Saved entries
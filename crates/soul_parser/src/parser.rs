//! The emote parser.
//!
//! Orchestrates the full flow from raw input to a rendered [`Emote`]:
//! tokenize, classify word by word into clauses, reduce each clause and
//! wrap the lot in per-reader renderings.

use soul_foundation::{Ambiguity, ParseContinuation, Person, Result, SoulError};
use tracing::{debug, trace};

use crate::audience::{Audience, MAX_NAME_WORDS, NameMatch};
use crate::clause::ParsedClause;
use crate::modifier::{Form, Modifier};
use crate::pronouns::{self, LastTargets};
use crate::reducer::reduce;
use crate::render::{Emote, RenderedClause};
use crate::resolver::{self, Resolution};
use crate::tokenizer::{InputToken, InputTokenizer, Token};
use crate::vocabulary::Registry;

/// Connector words, skipped wherever they appear.
pub const NULL_WORDS: &[&str] = &["and", "&", "at", "to", "before", "in", "on", "the", "with"];

/// Words meaning the actor.
pub const SELF_WORDS: &[&str] = &["me", "myself", "i"];

/// Words meaning everyone present except the actor.
pub const GROUP_WORDS: &[&str] = &["all", "everybody", "everyone"];

/// Words that switch between adding and removing targets.
pub const EXCEPT_WORDS: &[&str] = &["except", "but"];

/// The emote parser and renderer.
///
/// Owns its [`Registry`]; everything else a parse needs is passed in.
#[derive(Clone, Debug, Default)]
pub struct Soul {
    registry: Registry,
}

impl Soul {
    /// Creates a parser over `registry`.
    #[must_use]
    pub fn new(registry: Registry) -> Self {
        Self { registry }
    }

    /// Creates a parser over the standard vocabulary.
    ///
    /// # Errors
    ///
    /// Returns an error if the standard vocabulary fails to load.
    pub fn standard() -> Result<Self> {
        Ok(Self::new(Registry::standard()?))
    }

    /// The registry.
    #[must_use]
    pub fn registry(&self) -> &Registry {
        &self.registry
    }

    /// The registry, for adding and removing extensions.
    pub fn registry_mut(&mut self) -> &mut Registry {
        &mut self.registry
    }

    // =========================================================================
    // Parsing
    // =========================================================================

    /// Parses an emote made by `audience.actor()`.
    ///
    /// `last` supplies targets for leading pronouns and is updated whenever a
    /// clause closes with targets.
    ///
    /// # Errors
    ///
    /// Returns a [`SoulError`] describing what the player got wrong. An
    /// ambiguous word yields [`SoulError::AmbiguousToken`], whose
    /// continuation can be passed to [`resume`](Self::resume).
    pub fn parse(&self, input: &str, audience: &Audience, last: &mut LastTargets) -> Result<Emote> {
        let tokens = InputTokenizer::tokenize(input);
        let Some(first) = tokens.first() else {
            return Err(SoulError::NoVerb);
        };

        let modifier = first.word().and_then(Modifier::from_word);
        let start = usize::from(modifier.is_some());
        if modifier.is_some() && tokens.len() == 1 {
            return Err(SoulError::MissingEmote {
                modifier: first.raw.to_lowercase(),
            });
        }

        let clauses = Webster::new(&self.registry, audience, &tokens, last).run(start)?;
        let form = modifier.map(Modifier::form).unwrap_or_default();
        self.render(audience, modifier, form, clauses)
    }

    /// Continues after an ambiguity.
    ///
    /// If `text` is a longer form of the ambiguous word, the original
    /// sentence is parsed again with `text` in its place. Otherwise `text` is
    /// parsed as a new emote.
    ///
    /// # Errors
    ///
    /// As for [`parse`](Self::parse).
    pub fn resume(
        &self,
        continuation: &ParseContinuation,
        text: &str,
        audience: &Audience,
        last: &mut LastTargets,
    ) -> Result<Emote> {
        match continuation.complete(text) {
            Some(sentence) => {
                debug!(%sentence, "resuming ambiguous emote");
                self.parse(&sentence, audience, last)
            }
            None => self.parse(text, audience, last),
        }
    }

    /// What the actor would see for `verb` on its own.
    ///
    /// Verbs that need a target are shown aimed at the actor.
    ///
    /// # Errors
    ///
    /// Returns [`SoulError::NoVerb`] for an unknown verb.
    pub fn preview(&self, verb: &str, actor: &Person) -> Result<String> {
        let definition = self.registry.lookup(verb).ok_or(SoulError::NoVerb)?;
        let mut clause = ParsedClause::new(verb);
        let reduced = match reduce(verb, definition, &clause) {
            Err(SoulError::MissingTarget { .. }) => {
                clause.add_target(actor);
                reduce(verb, definition, &clause)?
            }
            other => other?,
        };
        let rendered = RenderedClause::new(reduced, actor.clone(), false, Form::Finite);
        let emote = Emote::new(actor.clone(), Vec::new(), None, vec![rendered], vec![clause]);
        Ok(emote.actor_message())
    }

    fn render(
        &self,
        audience: &Audience,
        modifier: Option<Modifier>,
        form: Form,
        clauses: Vec<ParsedClause>,
    ) -> Result<Emote> {
        let actor = audience.actor();
        let mut rendered = Vec::with_capacity(clauses.len());
        let mut previous: Option<&[Person]> = None;

        for clause in &clauses {
            let definition = self.registry.lookup(&clause.verb).ok_or(SoulError::NoVerb)?;
            let reduced = reduce(&clause.verb, definition, clause)?;
            let repeated = !clause.targets.is_empty()
                && !clause.targets.contains(actor)
                && previous.is_some_and(|p| same_people(p, &clause.targets));
            rendered.push(RenderedClause::new(reduced, actor.clone(), repeated, form));
            previous = Some(clause.targets.as_slice());
        }

        let recipients = audience.others().cloned().collect();
        Ok(Emote::new(actor.clone(), recipients, modifier, rendered, clauses))
    }
}

fn same_people(a: &[Person], b: &[Person]) -> bool {
    a.len() == b.len() && a.iter().all(|p| b.contains(p))
}

/// The run of plain words starting at `tokens[start]`.
fn words_from(tokens: &[InputToken], start: usize) -> Vec<&str> {
    tokens[start..]
        .iter()
        .map_while(InputToken::word)
        .take(MAX_NAME_WORDS)
        .collect()
}

/// Word-by-word clause builder.
struct Webster<'a> {
    registry: &'a Registry,
    audience: &'a Audience,
    tokens: &'a [InputToken],
    last: &'a mut LastTargets,
    closed: Vec<ParsedClause>,
    current: ParsedClause,
    has_verb: bool,
    excluding: bool,
    intensifier: Option<(String, usize)>,
    previous_targets: Option<Vec<Person>>,
}

impl<'a> Webster<'a> {
    fn new(
        registry: &'a Registry,
        audience: &'a Audience,
        tokens: &'a [InputToken],
        last: &'a mut LastTargets,
    ) -> Self {
        Self {
            registry,
            audience,
            tokens,
            last,
            closed: Vec::new(),
            current: ParsedClause::default(),
            has_verb: false,
            excluding: false,
            intensifier: None,
            previous_targets: None,
        }
    }

    fn run(mut self, start: usize) -> Result<Vec<ParsedClause>> {
        let mut i = start;
        while i < self.tokens.len() {
            i += self.step(i)?;
        }
        if !self.has_verb {
            return Err(SoulError::NoVerb);
        }
        self.close()?;
        Ok(self.closed)
    }

    /// Classifies the token at `i` and returns how many tokens it used.
    fn step(&mut self, i: usize) -> Result<usize> {
        let tokens = self.tokens;
        let token = &tokens[i];
        let word = match &token.token {
            Token::Message(message) => {
                trace!(position = token.position, "message");
                self.current.message = Some(message.clone());
                return Ok(1);
            }
            Token::Word(word) => word.as_str(),
        };
        trace!(position = token.position, word, "classifying");
        if NULL_WORDS.contains(&word) {
            return Ok(1);
        }

        if self.registry.is_intensifier(word) {
            self.intensifier = Some((word.to_string(), token.position));
        } else if SELF_WORDS.contains(&word) {
            let actor = self.audience.actor().clone();
            self.apply(&[actor]);
        } else if pronouns::is_back_reference(word) {
            let set = self.previous_targets.as_deref().unwrap_or(self.last.get());
            let set = pronouns::resolve(word, set)?;
            if let Some(gone) = set.iter().find(|p| !self.audience.contains(p)) {
                debug!(person = %gone.name(), "back-reference to someone not present");
                return Err(SoulError::MissingBackReference);
            }
            let set = set.to_vec();
            self.apply(&set);
        } else if GROUP_WORDS.contains(&word) {
            if self.excluding {
                self.current.targets.clear();
            } else {
                let others: Vec<Person> = self.audience.others().cloned().collect();
                self.apply(&others);
            }
        } else if EXCEPT_WORDS.contains(&word) {
            if self.current.targets.is_empty() {
                return Err(SoulError::MisplacedExcept {
                    word: token.raw.clone(),
                });
            }
            self.excluding = !self.excluding;
        } else if word == "plainly" {
            self.current.plain = true;
        } else if let Some((person, count)) = self.audience.find_name(&words_from(tokens, i)) {
            let person = person.clone();
            self.apply(&[person]);
            return Ok(count);
        } else if self.registry.is_verb(word) {
            self.begin(word)?;
        } else if self.registry.is_adverb(word) {
            self.push_adverb(word);
        } else if let Some(phrase) = self.registry.bodypart(word) {
            self.current.bodyparts.push(phrase.to_string());
        } else {
            return self.resolve_prefix(i, word);
        }
        Ok(1)
    }

    fn resolve_prefix(&mut self, i: usize, word: &str) -> Result<usize> {
        match self.audience.find_prefix(word) {
            NameMatch::Found(person) => {
                let person = person.clone();
                self.apply(&[person]);
                return Ok(1);
            }
            NameMatch::Ambiguous(candidates) => {
                return Err(self.ambiguous(Ambiguity::Person, candidates, i, i));
            }
            NameMatch::None => {}
        }

        match resolver::resolve_adverb(self.registry, self.tokens, i) {
            Resolution::Found(phrase, consumed) => {
                self.push_adverb(&phrase);
                return Ok(consumed);
            }
            Resolution::Ambiguous { candidates, end } => {
                return Err(self.ambiguous(Ambiguity::Adverb, candidates, i, end));
            }
            Resolution::NotFound => {}
        }

        match resolver::resolve_bodypart(self.registry, word) {
            Resolution::Found(part, _) => {
                if let Some(phrase) = self.registry.bodypart(&part) {
                    self.current.bodyparts.push(phrase.to_string());
                }
                Ok(1)
            }
            Resolution::Ambiguous { candidates, .. } => {
                Err(self.ambiguous(Ambiguity::Bodypart, candidates, i, i))
            }
            Resolution::NotFound => Err(SoulError::unknown_token(self.tokens[i].position)),
        }
    }

    fn ambiguous(&self, kind: Ambiguity, candidates: Vec<String>, start: usize, end: usize) -> SoulError {
        let raw = |range: &[InputToken]| {
            range
                .iter()
                .map(|t| t.raw.as_str())
                .collect::<Vec<_>>()
                .join(" ")
        };
        let continuation = ParseContinuation::new(
            raw(&self.tokens[..start]),
            raw(&self.tokens[start..=end]),
            raw(&self.tokens[end + 1..]),
        );
        debug!(?kind, candidates = candidates.len(), "ambiguous word");
        SoulError::AmbiguousToken {
            kind,
            candidates,
            continuation,
        }
    }

    fn apply(&mut self, people: &[Person]) {
        for person in people {
            if self.excluding {
                self.current.remove_target(person);
            } else {
                self.current.add_target(person);
            }
        }
    }

    fn push_adverb(&mut self, adverb: &str) {
        let phrase = match self.intensifier.take() {
            Some((intensifier, _)) => format!("{intensifier} {adverb}"),
            None => adverb.to_string(),
        };
        self.current.adverbs.push(phrase);
    }

    /// Starts a new verb, closing the previous clause if there was one.
    fn begin(&mut self, verb: &str) -> Result<()> {
        if self.has_verb {
            self.close()?;
            self.current = ParsedClause::new(verb);
        } else {
            self.current.verb = verb.to_string();
            self.has_verb = true;
        }
        Ok(())
    }

    /// Gives a pending intensifier to the verb's default adverb.
    fn settle_intensifier(&mut self) -> Result<()> {
        let Some((intensifier, position)) = self.intensifier.take() else {
            return Ok(());
        };
        let default = self
            .registry
            .lookup(&self.current.verb)
            .and_then(|definition| definition.defaults().adverb.as_deref());
        match default {
            Some(adverb) if !self.current.plain && self.current.adverbs.is_empty() => {
                self.current.adverbs.push(format!("{intensifier} {adverb}"));
                Ok(())
            }
            _ => Err(SoulError::unknown_token(position)),
        }
    }

    fn close(&mut self) -> Result<()> {
        self.settle_intensifier()?;
        let clause = std::mem::take(&mut self.current);
        debug!(
            verb = %clause.verb,
            targets = clause.targets.len(),
            adverbs = clause.adverbs.len(),
            "clause closed"
        );
        if !clause.targets.is_empty() {
            self.last.remember(&clause.targets);
            self.previous_targets = Some(clause.targets.clone());
        }
        self.excluding = false;
        self.closed.push(clause);
        Ok(())
    }
}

- [TASK STATEMENT] In the entries above, find the line holding "self.apply(&[actor]);" and the line holding "let set = pronouns::resolve(word, set)?;"; print both of them and every line between, exactly, and nothing else.

- [RESPONSE BOX]
            self.apply(&[actor]);
        } else if pronouns::is_back_reference(word) {
            let set = self.previous_targets.as_deref().unwrap_or(self.last.get());
            let set = pronouns::resolve(word, set)?;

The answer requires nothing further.